| What the task asks |
What number of lines in the records below hold the word "while"? Give that number alone.

____

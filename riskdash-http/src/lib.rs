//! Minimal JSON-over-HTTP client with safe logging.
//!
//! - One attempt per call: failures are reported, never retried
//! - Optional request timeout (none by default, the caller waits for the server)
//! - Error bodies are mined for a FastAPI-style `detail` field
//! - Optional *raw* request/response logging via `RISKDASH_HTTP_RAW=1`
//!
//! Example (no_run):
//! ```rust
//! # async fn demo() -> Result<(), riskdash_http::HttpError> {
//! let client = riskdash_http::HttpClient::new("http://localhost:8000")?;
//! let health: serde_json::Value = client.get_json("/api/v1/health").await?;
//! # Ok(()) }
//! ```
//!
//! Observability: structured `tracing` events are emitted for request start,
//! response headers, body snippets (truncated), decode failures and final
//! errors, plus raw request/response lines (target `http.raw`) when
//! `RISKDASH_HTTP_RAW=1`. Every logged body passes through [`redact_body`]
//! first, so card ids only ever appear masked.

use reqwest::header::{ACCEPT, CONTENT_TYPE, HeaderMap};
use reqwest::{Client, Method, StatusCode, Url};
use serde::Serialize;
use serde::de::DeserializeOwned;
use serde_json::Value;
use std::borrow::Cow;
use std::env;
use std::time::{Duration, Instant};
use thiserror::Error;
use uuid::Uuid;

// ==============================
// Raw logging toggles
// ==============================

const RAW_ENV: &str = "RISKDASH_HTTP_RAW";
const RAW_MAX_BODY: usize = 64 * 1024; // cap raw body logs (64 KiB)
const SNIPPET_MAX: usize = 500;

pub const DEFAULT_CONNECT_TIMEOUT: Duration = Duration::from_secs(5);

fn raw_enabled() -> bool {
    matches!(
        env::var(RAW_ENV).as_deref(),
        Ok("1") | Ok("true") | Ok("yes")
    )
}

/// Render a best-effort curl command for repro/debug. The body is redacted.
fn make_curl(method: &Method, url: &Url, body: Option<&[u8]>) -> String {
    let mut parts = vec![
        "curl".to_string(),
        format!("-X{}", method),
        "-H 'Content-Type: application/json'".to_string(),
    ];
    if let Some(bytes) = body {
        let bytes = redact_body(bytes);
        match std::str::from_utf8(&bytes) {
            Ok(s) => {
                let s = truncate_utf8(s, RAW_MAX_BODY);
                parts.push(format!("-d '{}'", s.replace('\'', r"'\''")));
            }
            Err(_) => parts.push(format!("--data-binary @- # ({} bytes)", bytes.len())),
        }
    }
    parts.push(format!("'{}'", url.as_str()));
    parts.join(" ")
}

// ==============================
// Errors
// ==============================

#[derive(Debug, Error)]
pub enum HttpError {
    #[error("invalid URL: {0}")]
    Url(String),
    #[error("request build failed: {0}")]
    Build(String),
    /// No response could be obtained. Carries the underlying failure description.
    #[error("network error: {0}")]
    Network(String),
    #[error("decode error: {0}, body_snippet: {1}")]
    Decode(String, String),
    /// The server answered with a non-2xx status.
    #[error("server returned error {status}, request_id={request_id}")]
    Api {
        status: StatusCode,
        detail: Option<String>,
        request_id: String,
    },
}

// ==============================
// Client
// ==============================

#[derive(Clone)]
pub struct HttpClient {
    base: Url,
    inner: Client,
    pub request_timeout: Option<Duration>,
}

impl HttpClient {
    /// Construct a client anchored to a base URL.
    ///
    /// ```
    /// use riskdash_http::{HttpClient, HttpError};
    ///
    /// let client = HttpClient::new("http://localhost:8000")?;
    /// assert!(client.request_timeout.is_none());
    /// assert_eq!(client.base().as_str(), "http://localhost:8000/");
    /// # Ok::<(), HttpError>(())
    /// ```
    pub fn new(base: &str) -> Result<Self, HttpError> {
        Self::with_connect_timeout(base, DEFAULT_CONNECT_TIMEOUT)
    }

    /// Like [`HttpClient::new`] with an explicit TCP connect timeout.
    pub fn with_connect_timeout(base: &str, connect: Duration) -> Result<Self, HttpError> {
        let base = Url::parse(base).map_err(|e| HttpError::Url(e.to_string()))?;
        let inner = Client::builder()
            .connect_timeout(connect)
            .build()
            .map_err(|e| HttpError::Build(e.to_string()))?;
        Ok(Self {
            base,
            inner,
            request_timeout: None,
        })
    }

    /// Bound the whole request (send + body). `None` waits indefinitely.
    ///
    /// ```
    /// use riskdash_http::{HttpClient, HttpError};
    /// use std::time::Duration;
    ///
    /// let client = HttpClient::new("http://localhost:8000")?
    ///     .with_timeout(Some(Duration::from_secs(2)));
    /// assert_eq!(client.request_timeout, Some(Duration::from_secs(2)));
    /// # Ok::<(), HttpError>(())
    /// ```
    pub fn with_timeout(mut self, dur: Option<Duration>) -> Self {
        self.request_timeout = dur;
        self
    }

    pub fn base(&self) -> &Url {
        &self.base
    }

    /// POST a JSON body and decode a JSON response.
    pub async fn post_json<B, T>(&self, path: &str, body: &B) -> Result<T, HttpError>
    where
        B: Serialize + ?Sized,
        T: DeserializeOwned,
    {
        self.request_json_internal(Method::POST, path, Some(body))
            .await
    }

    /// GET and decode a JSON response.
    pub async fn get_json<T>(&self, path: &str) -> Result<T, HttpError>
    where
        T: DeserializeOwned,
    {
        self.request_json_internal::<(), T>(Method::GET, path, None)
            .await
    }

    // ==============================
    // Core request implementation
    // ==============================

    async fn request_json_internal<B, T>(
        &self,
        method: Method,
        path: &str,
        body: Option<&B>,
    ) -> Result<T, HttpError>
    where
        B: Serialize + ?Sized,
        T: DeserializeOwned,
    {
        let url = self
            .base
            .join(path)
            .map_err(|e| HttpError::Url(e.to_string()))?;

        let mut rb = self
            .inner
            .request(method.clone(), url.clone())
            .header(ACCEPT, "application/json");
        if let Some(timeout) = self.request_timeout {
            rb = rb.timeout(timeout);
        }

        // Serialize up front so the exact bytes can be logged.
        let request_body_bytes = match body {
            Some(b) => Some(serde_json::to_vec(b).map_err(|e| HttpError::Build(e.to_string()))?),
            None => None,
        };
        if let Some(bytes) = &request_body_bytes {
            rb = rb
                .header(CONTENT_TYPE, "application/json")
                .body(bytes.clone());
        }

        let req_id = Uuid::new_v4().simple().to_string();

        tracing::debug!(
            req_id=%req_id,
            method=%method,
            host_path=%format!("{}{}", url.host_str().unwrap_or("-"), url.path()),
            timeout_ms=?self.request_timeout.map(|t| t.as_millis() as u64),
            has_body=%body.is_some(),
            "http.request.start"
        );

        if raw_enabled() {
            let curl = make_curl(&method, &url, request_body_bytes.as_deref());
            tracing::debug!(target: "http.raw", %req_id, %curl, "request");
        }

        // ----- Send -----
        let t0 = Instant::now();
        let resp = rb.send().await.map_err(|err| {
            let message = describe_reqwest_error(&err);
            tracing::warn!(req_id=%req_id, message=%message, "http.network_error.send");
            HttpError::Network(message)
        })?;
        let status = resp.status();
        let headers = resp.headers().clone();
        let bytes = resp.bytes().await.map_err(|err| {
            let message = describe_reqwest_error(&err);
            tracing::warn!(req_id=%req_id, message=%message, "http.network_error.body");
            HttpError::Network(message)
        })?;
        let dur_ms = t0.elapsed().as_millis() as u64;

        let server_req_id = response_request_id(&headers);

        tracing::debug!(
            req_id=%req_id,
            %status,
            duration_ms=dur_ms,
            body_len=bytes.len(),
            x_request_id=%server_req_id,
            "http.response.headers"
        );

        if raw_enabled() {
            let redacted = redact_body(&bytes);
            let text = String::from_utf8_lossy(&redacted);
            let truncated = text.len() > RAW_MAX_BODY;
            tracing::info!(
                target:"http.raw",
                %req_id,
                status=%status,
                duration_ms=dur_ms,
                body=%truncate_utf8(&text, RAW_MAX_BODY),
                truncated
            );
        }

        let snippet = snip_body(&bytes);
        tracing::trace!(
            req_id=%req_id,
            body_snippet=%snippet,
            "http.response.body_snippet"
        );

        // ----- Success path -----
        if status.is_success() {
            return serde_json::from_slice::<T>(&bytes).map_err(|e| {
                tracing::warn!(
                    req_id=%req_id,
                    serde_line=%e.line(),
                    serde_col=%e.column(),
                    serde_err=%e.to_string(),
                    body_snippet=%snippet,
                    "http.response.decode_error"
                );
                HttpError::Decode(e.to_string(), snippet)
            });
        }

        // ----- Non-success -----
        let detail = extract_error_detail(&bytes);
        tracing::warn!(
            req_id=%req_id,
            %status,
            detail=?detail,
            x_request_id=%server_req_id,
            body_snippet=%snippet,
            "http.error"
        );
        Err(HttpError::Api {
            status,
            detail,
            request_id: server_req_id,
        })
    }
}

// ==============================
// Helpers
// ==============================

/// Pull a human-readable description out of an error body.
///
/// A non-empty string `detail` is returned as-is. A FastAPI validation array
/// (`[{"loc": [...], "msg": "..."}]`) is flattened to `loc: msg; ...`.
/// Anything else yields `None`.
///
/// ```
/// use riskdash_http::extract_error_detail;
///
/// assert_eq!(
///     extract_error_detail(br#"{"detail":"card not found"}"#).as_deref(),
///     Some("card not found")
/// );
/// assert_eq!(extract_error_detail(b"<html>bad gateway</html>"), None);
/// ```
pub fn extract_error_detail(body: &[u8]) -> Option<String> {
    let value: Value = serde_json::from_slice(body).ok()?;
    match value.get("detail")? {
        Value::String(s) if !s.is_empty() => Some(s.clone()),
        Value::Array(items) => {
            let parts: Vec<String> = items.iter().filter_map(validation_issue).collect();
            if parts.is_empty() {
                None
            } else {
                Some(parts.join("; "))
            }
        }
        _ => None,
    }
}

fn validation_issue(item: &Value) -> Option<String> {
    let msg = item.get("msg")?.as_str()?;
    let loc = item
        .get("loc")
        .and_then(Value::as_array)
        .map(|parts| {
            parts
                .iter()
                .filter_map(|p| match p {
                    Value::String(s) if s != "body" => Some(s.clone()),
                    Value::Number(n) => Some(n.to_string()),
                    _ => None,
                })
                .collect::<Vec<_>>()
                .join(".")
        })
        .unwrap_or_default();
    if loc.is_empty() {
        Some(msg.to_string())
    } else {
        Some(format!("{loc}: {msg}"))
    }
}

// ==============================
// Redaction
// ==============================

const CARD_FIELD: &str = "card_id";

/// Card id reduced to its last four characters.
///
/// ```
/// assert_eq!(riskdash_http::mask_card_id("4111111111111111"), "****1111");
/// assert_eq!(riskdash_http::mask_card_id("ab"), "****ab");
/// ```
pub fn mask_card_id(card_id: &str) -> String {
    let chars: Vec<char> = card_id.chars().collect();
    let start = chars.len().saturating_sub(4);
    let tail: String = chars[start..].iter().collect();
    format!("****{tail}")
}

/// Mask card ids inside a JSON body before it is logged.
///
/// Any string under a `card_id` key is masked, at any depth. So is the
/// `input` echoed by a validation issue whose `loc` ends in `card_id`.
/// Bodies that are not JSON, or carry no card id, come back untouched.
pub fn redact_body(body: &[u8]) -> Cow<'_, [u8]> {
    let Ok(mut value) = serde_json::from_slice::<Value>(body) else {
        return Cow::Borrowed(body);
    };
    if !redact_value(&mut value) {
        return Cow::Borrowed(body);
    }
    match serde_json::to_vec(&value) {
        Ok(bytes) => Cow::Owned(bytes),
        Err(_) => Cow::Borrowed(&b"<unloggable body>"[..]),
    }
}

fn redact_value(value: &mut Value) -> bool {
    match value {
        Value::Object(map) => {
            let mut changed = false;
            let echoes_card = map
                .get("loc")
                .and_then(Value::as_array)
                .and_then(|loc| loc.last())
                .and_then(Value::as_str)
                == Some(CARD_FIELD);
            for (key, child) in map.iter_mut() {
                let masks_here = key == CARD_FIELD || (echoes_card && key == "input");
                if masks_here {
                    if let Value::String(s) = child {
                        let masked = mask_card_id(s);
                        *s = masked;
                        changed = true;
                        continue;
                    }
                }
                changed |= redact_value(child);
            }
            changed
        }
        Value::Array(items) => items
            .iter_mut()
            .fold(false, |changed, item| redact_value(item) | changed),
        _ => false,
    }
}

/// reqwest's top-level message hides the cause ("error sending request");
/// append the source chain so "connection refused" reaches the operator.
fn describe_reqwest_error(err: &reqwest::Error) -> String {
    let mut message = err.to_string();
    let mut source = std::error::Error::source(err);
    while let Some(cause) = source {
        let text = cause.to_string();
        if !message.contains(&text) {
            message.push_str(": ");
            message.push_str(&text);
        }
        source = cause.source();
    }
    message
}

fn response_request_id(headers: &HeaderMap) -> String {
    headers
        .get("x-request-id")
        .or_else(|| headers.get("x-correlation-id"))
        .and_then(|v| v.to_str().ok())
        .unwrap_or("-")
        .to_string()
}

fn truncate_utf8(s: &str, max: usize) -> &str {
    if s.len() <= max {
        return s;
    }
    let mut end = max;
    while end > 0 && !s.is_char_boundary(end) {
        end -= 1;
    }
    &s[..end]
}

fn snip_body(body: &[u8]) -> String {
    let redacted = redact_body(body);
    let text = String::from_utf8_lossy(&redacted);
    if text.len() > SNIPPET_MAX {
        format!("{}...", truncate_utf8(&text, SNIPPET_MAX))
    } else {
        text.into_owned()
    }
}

____

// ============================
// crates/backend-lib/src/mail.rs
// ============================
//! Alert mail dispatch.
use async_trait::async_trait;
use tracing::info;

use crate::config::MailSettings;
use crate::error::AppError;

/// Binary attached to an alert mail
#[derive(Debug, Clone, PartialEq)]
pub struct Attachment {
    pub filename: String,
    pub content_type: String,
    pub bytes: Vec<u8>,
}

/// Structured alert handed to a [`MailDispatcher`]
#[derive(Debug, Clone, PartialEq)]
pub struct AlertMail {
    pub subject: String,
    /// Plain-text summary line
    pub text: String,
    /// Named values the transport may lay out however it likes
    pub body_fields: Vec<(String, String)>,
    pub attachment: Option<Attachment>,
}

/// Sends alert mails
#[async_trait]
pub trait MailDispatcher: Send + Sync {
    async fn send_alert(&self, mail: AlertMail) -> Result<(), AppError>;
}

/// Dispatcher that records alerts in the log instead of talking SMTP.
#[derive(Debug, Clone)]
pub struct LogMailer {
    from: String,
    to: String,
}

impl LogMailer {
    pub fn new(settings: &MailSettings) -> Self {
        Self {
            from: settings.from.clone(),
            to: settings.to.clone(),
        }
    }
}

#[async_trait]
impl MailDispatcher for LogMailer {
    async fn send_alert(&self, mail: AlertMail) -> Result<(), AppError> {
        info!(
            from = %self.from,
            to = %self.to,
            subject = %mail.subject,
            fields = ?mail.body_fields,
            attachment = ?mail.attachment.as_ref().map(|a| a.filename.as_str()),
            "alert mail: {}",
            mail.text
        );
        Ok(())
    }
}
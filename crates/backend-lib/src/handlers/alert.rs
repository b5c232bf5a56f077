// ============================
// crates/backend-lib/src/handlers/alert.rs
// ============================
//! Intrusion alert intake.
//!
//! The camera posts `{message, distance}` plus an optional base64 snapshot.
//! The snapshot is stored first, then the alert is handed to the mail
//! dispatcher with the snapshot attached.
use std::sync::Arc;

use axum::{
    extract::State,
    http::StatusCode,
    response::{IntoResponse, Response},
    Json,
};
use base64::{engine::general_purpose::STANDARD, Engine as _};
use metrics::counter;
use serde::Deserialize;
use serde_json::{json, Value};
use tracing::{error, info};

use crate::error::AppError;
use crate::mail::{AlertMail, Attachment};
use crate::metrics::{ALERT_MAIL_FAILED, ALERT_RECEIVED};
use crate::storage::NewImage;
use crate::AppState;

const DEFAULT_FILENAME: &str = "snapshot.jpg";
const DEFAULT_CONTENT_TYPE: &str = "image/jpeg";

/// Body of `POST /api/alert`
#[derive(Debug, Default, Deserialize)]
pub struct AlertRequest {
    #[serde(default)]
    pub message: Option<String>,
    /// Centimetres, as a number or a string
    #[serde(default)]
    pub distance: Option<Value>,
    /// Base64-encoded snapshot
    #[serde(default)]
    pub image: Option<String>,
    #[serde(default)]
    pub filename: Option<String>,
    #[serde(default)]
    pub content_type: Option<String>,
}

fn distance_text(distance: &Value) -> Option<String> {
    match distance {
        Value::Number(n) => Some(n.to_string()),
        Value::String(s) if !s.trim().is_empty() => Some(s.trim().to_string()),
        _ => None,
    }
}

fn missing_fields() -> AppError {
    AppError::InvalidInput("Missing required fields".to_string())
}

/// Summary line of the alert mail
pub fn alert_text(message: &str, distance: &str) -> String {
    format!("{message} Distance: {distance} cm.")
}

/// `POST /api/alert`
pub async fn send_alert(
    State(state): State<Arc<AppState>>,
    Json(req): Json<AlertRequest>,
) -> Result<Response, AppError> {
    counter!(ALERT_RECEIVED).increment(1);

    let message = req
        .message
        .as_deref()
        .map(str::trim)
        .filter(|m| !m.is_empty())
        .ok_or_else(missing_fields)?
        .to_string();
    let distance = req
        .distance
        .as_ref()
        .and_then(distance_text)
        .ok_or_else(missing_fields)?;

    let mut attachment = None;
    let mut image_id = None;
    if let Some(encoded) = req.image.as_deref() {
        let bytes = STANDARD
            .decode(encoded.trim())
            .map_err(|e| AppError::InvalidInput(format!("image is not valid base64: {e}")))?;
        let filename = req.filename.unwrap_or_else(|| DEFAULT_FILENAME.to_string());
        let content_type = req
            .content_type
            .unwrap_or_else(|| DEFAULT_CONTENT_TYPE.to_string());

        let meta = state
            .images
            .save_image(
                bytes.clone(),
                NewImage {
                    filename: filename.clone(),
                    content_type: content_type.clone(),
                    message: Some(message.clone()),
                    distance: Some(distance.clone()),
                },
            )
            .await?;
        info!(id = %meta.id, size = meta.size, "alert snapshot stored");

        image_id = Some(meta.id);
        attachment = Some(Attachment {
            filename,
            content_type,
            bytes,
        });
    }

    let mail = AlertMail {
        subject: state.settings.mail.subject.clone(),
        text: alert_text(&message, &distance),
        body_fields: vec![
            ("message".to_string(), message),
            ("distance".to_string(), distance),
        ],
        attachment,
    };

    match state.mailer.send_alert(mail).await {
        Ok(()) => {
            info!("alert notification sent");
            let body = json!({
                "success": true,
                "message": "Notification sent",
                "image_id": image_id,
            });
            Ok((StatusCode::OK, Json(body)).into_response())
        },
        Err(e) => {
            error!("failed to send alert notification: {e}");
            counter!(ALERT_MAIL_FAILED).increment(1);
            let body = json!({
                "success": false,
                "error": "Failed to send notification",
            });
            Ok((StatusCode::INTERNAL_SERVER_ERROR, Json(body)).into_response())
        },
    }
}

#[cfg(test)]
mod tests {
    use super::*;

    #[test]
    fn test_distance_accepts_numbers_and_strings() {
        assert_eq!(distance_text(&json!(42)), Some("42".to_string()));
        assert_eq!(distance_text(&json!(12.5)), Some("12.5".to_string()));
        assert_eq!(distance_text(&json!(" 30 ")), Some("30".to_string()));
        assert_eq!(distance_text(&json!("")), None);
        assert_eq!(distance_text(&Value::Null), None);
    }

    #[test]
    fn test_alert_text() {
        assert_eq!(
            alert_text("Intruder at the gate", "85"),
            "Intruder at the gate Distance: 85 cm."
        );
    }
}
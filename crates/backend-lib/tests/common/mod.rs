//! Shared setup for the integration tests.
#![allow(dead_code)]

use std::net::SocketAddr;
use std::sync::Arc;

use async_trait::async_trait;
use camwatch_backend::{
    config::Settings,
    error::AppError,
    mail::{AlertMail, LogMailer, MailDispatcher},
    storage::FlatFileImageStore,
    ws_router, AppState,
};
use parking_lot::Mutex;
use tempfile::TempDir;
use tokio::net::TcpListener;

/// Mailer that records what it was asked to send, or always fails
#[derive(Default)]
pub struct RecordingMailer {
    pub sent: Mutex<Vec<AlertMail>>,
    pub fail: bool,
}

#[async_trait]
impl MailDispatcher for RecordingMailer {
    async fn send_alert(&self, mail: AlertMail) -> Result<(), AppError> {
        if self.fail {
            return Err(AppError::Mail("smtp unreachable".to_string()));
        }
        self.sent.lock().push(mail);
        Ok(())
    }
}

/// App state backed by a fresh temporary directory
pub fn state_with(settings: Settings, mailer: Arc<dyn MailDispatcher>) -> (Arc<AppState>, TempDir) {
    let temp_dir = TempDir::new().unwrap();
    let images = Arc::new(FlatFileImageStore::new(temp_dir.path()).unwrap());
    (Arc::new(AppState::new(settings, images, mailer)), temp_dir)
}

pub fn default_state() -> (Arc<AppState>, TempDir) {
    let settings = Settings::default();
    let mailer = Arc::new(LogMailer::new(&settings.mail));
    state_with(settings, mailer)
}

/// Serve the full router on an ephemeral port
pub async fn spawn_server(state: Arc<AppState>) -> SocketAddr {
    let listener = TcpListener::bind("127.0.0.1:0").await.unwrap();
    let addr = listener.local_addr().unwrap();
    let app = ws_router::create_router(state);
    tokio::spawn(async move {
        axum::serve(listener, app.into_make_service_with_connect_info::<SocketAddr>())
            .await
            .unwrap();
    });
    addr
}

____

| Task output |
2